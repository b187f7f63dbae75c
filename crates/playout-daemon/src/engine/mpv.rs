/// Video engine backed by an mpv child process over JSON IPC.
///
/// Architecture:
///
/// ```text
///   MpvVideo::play()
///         │  ensure_handle() ── MpvProcess::spawn_and_connect()
///         │                          ├── writer_task ← MpvRequest via mpsc → socket
///         │                          └── reader_task → replies (by request_id)
///         │                                          → events → signal_task
///         └── loadfile <watch url>            signal_task: file-loaded → Ready
///                                                          end-file eof → Ended
///                                                          end-file error → Error
/// ```
///
/// mpv resolves YouTube watch URLs itself through yt-dlp (`--ytdl=yes`).
use serde_json::{json, Value};
use std::collections::HashMap;
use std::sync::atomic::{AtomicU64, Ordering};
use std::sync::Arc;

use async_trait::async_trait;
use playout_proto::config::VideoConfig;
use playout_proto::protocol::EngineHealth;
use tokio::io::{AsyncBufReadExt, AsyncWriteExt, BufReader};
use tokio::sync::{mpsc, oneshot, watch, Mutex};
use tracing::{debug, info, warn};

#[cfg(unix)]
use tokio::net::UnixStream;

#[cfg(windows)]
use tokio::net::windows::named_pipe::ClientOptions;

use super::{EngineSignal, SignalRx, VideoEngine};
use crate::error::PlaybackError;
use crate::locator::VideoId;

const ENGINE: &str = "video";

static NEXT_REQ_ID: AtomicU64 = AtomicU64::new(1);

type PendingMap = Arc<Mutex<HashMap<u64, oneshot::Sender<anyhow::Result<Value>>>>>;

struct MpvRequest {
    req_id: u64,
    line: String,
    reply: oneshot::Sender<anyhow::Result<Value>>,
}

/// Unsolicited mpv message (no request_id).
#[derive(Debug, Clone)]
pub struct MpvEvent {
    pub raw: Value,
}

impl MpvEvent {
    /// Returns the event name, e.g. "end-file", "start-file", "file-loaded".
    pub fn event_name(&self) -> Option<&str> {
        self.raw.get("event")?.as_str()
    }

    /// Translate into an engine signal.  `None` for events the scheduler
    /// does not care about, including the `end-file reason=stop` produced by
    /// our own `stop` command.
    pub fn to_signal(&self) -> Option<EngineSignal> {
        match self.event_name()? {
            "file-loaded" => Some(EngineSignal::Ready),
            "end-file" => match self.raw.get("reason").and_then(|v| v.as_str()) {
                Some("eof") => Some(EngineSignal::Ended),
                Some("error") => {
                    let detail = self
                        .raw
                        .get("file_error")
                        .and_then(|v| v.as_str())
                        .unwrap_or("playback error");
                    Some(EngineSignal::Error(detail.to_string()))
                }
                Some("quit") => Some(EngineSignal::Error("mpv quit".to_string())),
                _ => None,
            },
            _ => None,
        }
    }
}

// ── IPC handle ────────────────────────────────────────────────────────────────

/// Cloneable handle to the mpv writer task.
#[derive(Clone)]
pub struct MpvHandle {
    tx: mpsc::Sender<MpvRequest>,
}

impl MpvHandle {
    pub async fn send(&self, command: Value) -> anyhow::Result<Value> {
        let req_id = NEXT_REQ_ID.fetch_add(1, Ordering::Relaxed);
        let mut line = serde_json::to_string(&json!({ "command": command, "request_id": req_id }))?;
        line.push('\n');

        let (reply_tx, reply_rx) = oneshot::channel();
        self.tx
            .send(MpvRequest {
                req_id,
                line,
                reply: reply_tx,
            })
            .await
            .map_err(|_| anyhow::anyhow!("mpv writer task gone"))?;

        tokio::time::timeout(tokio::time::Duration::from_secs(5), reply_rx)
            .await
            .map_err(|_| anyhow::anyhow!("mpv IPC timeout for req={}", req_id))?
            .map_err(|_| anyhow::anyhow!("mpv reply channel dropped req={}", req_id))?
    }

    pub async fn load(&self, url: &str, volume: f32) -> anyhow::Result<()> {
        self.send(json!(["loadfile", url, "replace"])).await?;
        let vol_pct = (volume * 100.0).clamp(0.0, 100.0);
        let _ = self.send(json!(["set_property", "volume", vol_pct])).await;
        Ok(())
    }

    pub async fn stop(&self) -> anyhow::Result<()> {
        self.send(json!(["stop"])).await?;
        Ok(())
    }
}

// ── process ───────────────────────────────────────────────────────────────────

/// Owns the mpv child process.
struct MpvProcess {
    socket_name: String,
    show_video: bool,
    volume: f32,
    process: Option<tokio::process::Child>,
}

impl MpvProcess {
    fn new(config: &VideoConfig) -> Self {
        Self {
            socket_name: playout_proto::platform::mpv_socket_name(),
            show_video: config.show_video,
            volume: config.default_volume,
            process: None,
        }
    }

    fn alive(&mut self) -> bool {
        match self.process.as_mut() {
            Some(child) => child.try_wait().ok().flatten().is_none(),
            None => false,
        }
    }

    fn spawn(&mut self) -> anyhow::Result<()> {
        let mpv_binary = playout_proto::platform::find_mpv_binary()
            .ok_or_else(|| anyhow::anyhow!("mpv binary not found"))?;
        info!("mpv: spawning {:?}", mpv_binary);

        let mut cmd = tokio::process::Command::new(mpv_binary);
        cmd.arg("--idle=yes")
            .arg(playout_proto::platform::mpv_socket_arg())
            .arg("--quiet")
            .arg("--ytdl=yes")
            .arg(format!(
                "--volume={}",
                (self.volume * 100.0).clamp(0.0, 100.0).round() as i64
            ));
        if self.show_video {
            cmd.arg("--force-window=yes");
        } else {
            cmd.arg("--no-video");
        }
        let child = cmd
            .stdout(std::process::Stdio::null())
            .stderr(std::process::Stdio::null())
            .kill_on_drop(true)
            .spawn()?;
        self.process = Some(child);
        Ok(())
    }

    async fn kill(&mut self) {
        if let Some(mut p) = self.process.take() {
            let _ = p.kill().await;
        }
    }

    #[cfg(unix)]
    async fn spawn_and_connect(
        &mut self,
        event_tx: mpsc::Sender<MpvEvent>,
    ) -> anyhow::Result<MpvHandle> {
        self.kill().await;
        let socket_path = std::path::PathBuf::from(&self.socket_name);
        let _ = tokio::fs::remove_file(&socket_path).await;

        self.spawn()?;

        for _ in 0..50 {
            tokio::time::sleep(tokio::time::Duration::from_millis(100)).await;
            if socket_path.exists() {
                break;
            }
        }
        if !socket_path.exists() {
            anyhow::bail!("mpv IPC socket did not appear");
        }

        let stream = UnixStream::connect(&socket_path).await?;
        info!("mpv: connected to IPC socket");
        let (read_half, write_half) = stream.into_split();
        Ok(start_io_tasks(read_half, write_half, event_tx))
    }

    #[cfg(windows)]
    async fn spawn_and_connect(
        &mut self,
        event_tx: mpsc::Sender<MpvEvent>,
    ) -> anyhow::Result<MpvHandle> {
        self.kill().await;
        self.spawn()?;

        let pipe_path = format!(r"\\.\pipe\{}", self.socket_name);
        for _ in 0..50 {
            tokio::time::sleep(tokio::time::Duration::from_millis(100)).await;
            if let Ok(client) = ClientOptions::new().open(&pipe_path) {
                info!("mpv: connected to named pipe");
                let (read_half, write_half) = tokio::io::split(client);
                return Ok(start_io_tasks(read_half, write_half, event_tx));
            }
        }
        anyhow::bail!("mpv named pipe did not appear")
    }
}

fn start_io_tasks<R, W>(read_half: R, write_half: W, event_tx: mpsc::Sender<MpvEvent>) -> MpvHandle
where
    R: tokio::io::AsyncRead + Unpin + Send + 'static,
    W: tokio::io::AsyncWrite + Unpin + Send + 'static,
{
    let pending: PendingMap = Arc::new(Mutex::new(HashMap::new()));
    let (cmd_tx, cmd_rx) = mpsc::channel::<MpvRequest>(64);
    tokio::spawn(writer_task(write_half, cmd_rx, pending.clone()));
    tokio::spawn(reader_task(BufReader::new(read_half), pending, event_tx));
    MpvHandle { tx: cmd_tx }
}

async fn fail_pending(pending: &PendingMap, why: &str) {
    let mut map = pending.lock().await;
    for (_, tx) in map.drain() {
        let _ = tx.send(Err(anyhow::anyhow!("{}", why)));
    }
}

async fn reader_task<R>(mut reader: BufReader<R>, pending: PendingMap, event_tx: mpsc::Sender<MpvEvent>)
where
    R: tokio::io::AsyncRead + Unpin,
{
    let mut line = String::new();
    loop {
        line.clear();
        match reader.read_line(&mut line).await {
            Ok(0) => {
                debug!("mpv reader: connection closed");
                fail_pending(&pending, "mpv IPC connection closed").await;
                break;
            }
            Ok(_) => {
                let trimmed = line.trim();
                if trimmed.is_empty() {
                    continue;
                }
                let val: Value = match serde_json::from_str(trimmed) {
                    Ok(v) => v,
                    Err(e) => {
                        debug!("mpv reader: invalid json '{}': {}", trimmed, e);
                        continue;
                    }
                };

                match val.get("request_id").and_then(|v| v.as_u64()) {
                    Some(req_id) => {
                        let Some(tx) = pending.lock().await.remove(&req_id) else {
                            debug!("mpv reader: response for unknown req={}", req_id);
                            continue;
                        };
                        let result = if val["error"].as_str() == Some("success") {
                            Ok(val)
                        } else {
                            let err = val["error"].as_str().unwrap_or("unknown error");
                            Err(anyhow::anyhow!("mpv error: {}", err))
                        };
                        let _ = tx.send(result);
                    }
                    None => {
                        debug!("mpv reader: event {}", trimmed);
                        if event_tx.send(MpvEvent { raw: val }).await.is_err() {
                            break;
                        }
                    }
                }
            }
            Err(e) => {
                warn!("mpv reader: read error: {}", e);
                fail_pending(&pending, "mpv IPC read error").await;
                break;
            }
        }
    }
}

async fn writer_task<W>(mut writer: W, mut rx: mpsc::Receiver<MpvRequest>, pending: PendingMap)
where
    W: tokio::io::AsyncWrite + Unpin,
{
    while let Some(req) = rx.recv().await {
        // Register before writing so the reader can always match the reply.
        pending.lock().await.insert(req.req_id, req.reply);
        debug!("mpv writer: send req={} {}", req.req_id, req.line.trim());
        if let Err(e) = writer.write_all(req.line.as_bytes()).await {
            warn!("mpv writer: write error: {}", e);
            if let Some(tx) = pending.lock().await.remove(&req.req_id) {
                let _ = tx.send(Err(anyhow::anyhow!("mpv write error: {}", e)));
            }
            break;
        }
    }
    debug!("mpv writer: task exiting");
}

// ── VideoEngine ───────────────────────────────────────────────────────────────

struct Connection {
    process: MpvProcess,
    handle: Option<MpvHandle>,
}

pub struct MpvVideo {
    conn: Mutex<Connection>,
    /// Signal sink of the video currently loaded.  Cleared on stop so late
    /// events from a torn-down video go nowhere.
    session: Arc<Mutex<Option<mpsc::Sender<EngineSignal>>>>,
    health: Arc<watch::Sender<EngineHealth>>,
    volume: f32,
}

impl MpvVideo {
    pub fn new(config: &VideoConfig) -> Self {
        let (health, _) = watch::channel(EngineHealth::Absent);
        Self {
            conn: Mutex::new(Connection {
                process: MpvProcess::new(config),
                handle: None,
            }),
            session: Arc::new(Mutex::new(None)),
            health: Arc::new(health),
            volume: config.default_volume,
        }
    }

    /// Engine health feed for the shared view.
    pub fn health(&self) -> watch::Receiver<EngineHealth> {
        self.health.subscribe()
    }

    async fn ensure_handle(&self) -> Result<MpvHandle, PlaybackError> {
        let mut conn = self.conn.lock().await;
        if conn.handle.is_some() && !conn.process.alive() {
            warn!("mpv: process died, dropping handle");
            conn.handle = None;
            self.health.send_replace(EngineHealth::Dead);
        }
        if let Some(handle) = &conn.handle {
            return Ok(handle.clone());
        }

        self.health.send_replace(EngineHealth::Starting);
        let (event_tx, event_rx) = mpsc::channel::<MpvEvent>(64);
        let handle = match conn.process.spawn_and_connect(event_tx).await {
            Ok(h) => h,
            Err(e) => {
                warn!("mpv: failed to start: {}", e);
                self.health.send_replace(EngineHealth::Dead);
                return Err(PlaybackError::Unavailable {
                    engine: ENGINE,
                    detail: e.to_string(),
                });
            }
        };
        tokio::spawn(signal_task(
            event_rx,
            self.session.clone(),
            self.health.clone(),
        ));
        self.health.send_replace(EngineHealth::Running);
        conn.handle = Some(handle.clone());
        Ok(handle)
    }
}

/// Route mpv events of the current connection to the active video session.
async fn signal_task(
    mut events: mpsc::Receiver<MpvEvent>,
    session: Arc<Mutex<Option<mpsc::Sender<EngineSignal>>>>,
    health: Arc<watch::Sender<EngineHealth>>,
) {
    while let Some(evt) = events.recv().await {
        let Some(signal) = evt.to_signal() else {
            continue;
        };
        debug!("mpv: {:?} → {:?}", evt.event_name(), signal);
        let sink = session.lock().await.clone();
        if let Some(sink) = sink {
            let _ = sink.send(signal).await;
        }
    }
    // Reader gone: the connection is dead and any video on it with it.
    info!("mpv: event stream closed");
    health.send_replace(EngineHealth::Dead);
    if let Some(sink) = session.lock().await.take() {
        let _ = sink
            .send(EngineSignal::Error("mpv connection lost".to_string()))
            .await;
    }
}

#[async_trait]
impl VideoEngine for MpvVideo {
    async fn play(&self, video: &VideoId) -> Result<SignalRx, PlaybackError> {
        let handle = self.ensure_handle().await?;
        let (tx, rx) = mpsc::channel(8);
        *self.session.lock().await = Some(tx);

        info!("mpv: loading {}", video);
        if let Err(e) = handle.load(&video.watch_url(), self.volume).await {
            self.session.lock().await.take();
            return Err(PlaybackError::Engine {
                engine: ENGINE,
                detail: e.to_string(),
            });
        }
        Ok(rx)
    }

    async fn stop(&self) {
        self.session.lock().await.take();
        let handle = self.conn.lock().await.handle.clone();
        if let Some(handle) = handle {
            if let Err(e) = handle.stop().await {
                warn!("mpv: stop failed: {}", e);
            }
        }
    }
}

• _Work instructions_: Only the lines from the opening of the material through the line with "use async_trait::async_trait;" should be echoed, exactly as written.

• _Task output_:
repository b187f7f63dbae75c
filename crates/playout-daemon/src/engine/mpv.rs
/// Video engine backed by an mpv child process over JSON IPC.
///
/// Architecture:
///
/// ```text
///   MpvVideo::play()
///         │  ensure_handle() ── MpvProcess::spawn_and_connect()
///         │                          ├── writer_task ← MpvRequest via mpsc → socket
///         │                          └── reader_task → replies (by request_id)
///         │                                          → events → signal_task
///         └── loadfile <watch url>            signal_task: file-loaded → Ready
///                                                          end-file eof → Ended
///                                                          end-file error → Error
/// ```
///
/// mpv resolves YouTube watch URLs itself through yt-dlp (`--ytdl=yes`).
use serde_json::{json, Value};
use std::collections::HashMap;
use std::sync::atomic::{AtomicU64, Ordering};
use std::sync::Arc;

use async_trait::async_trait;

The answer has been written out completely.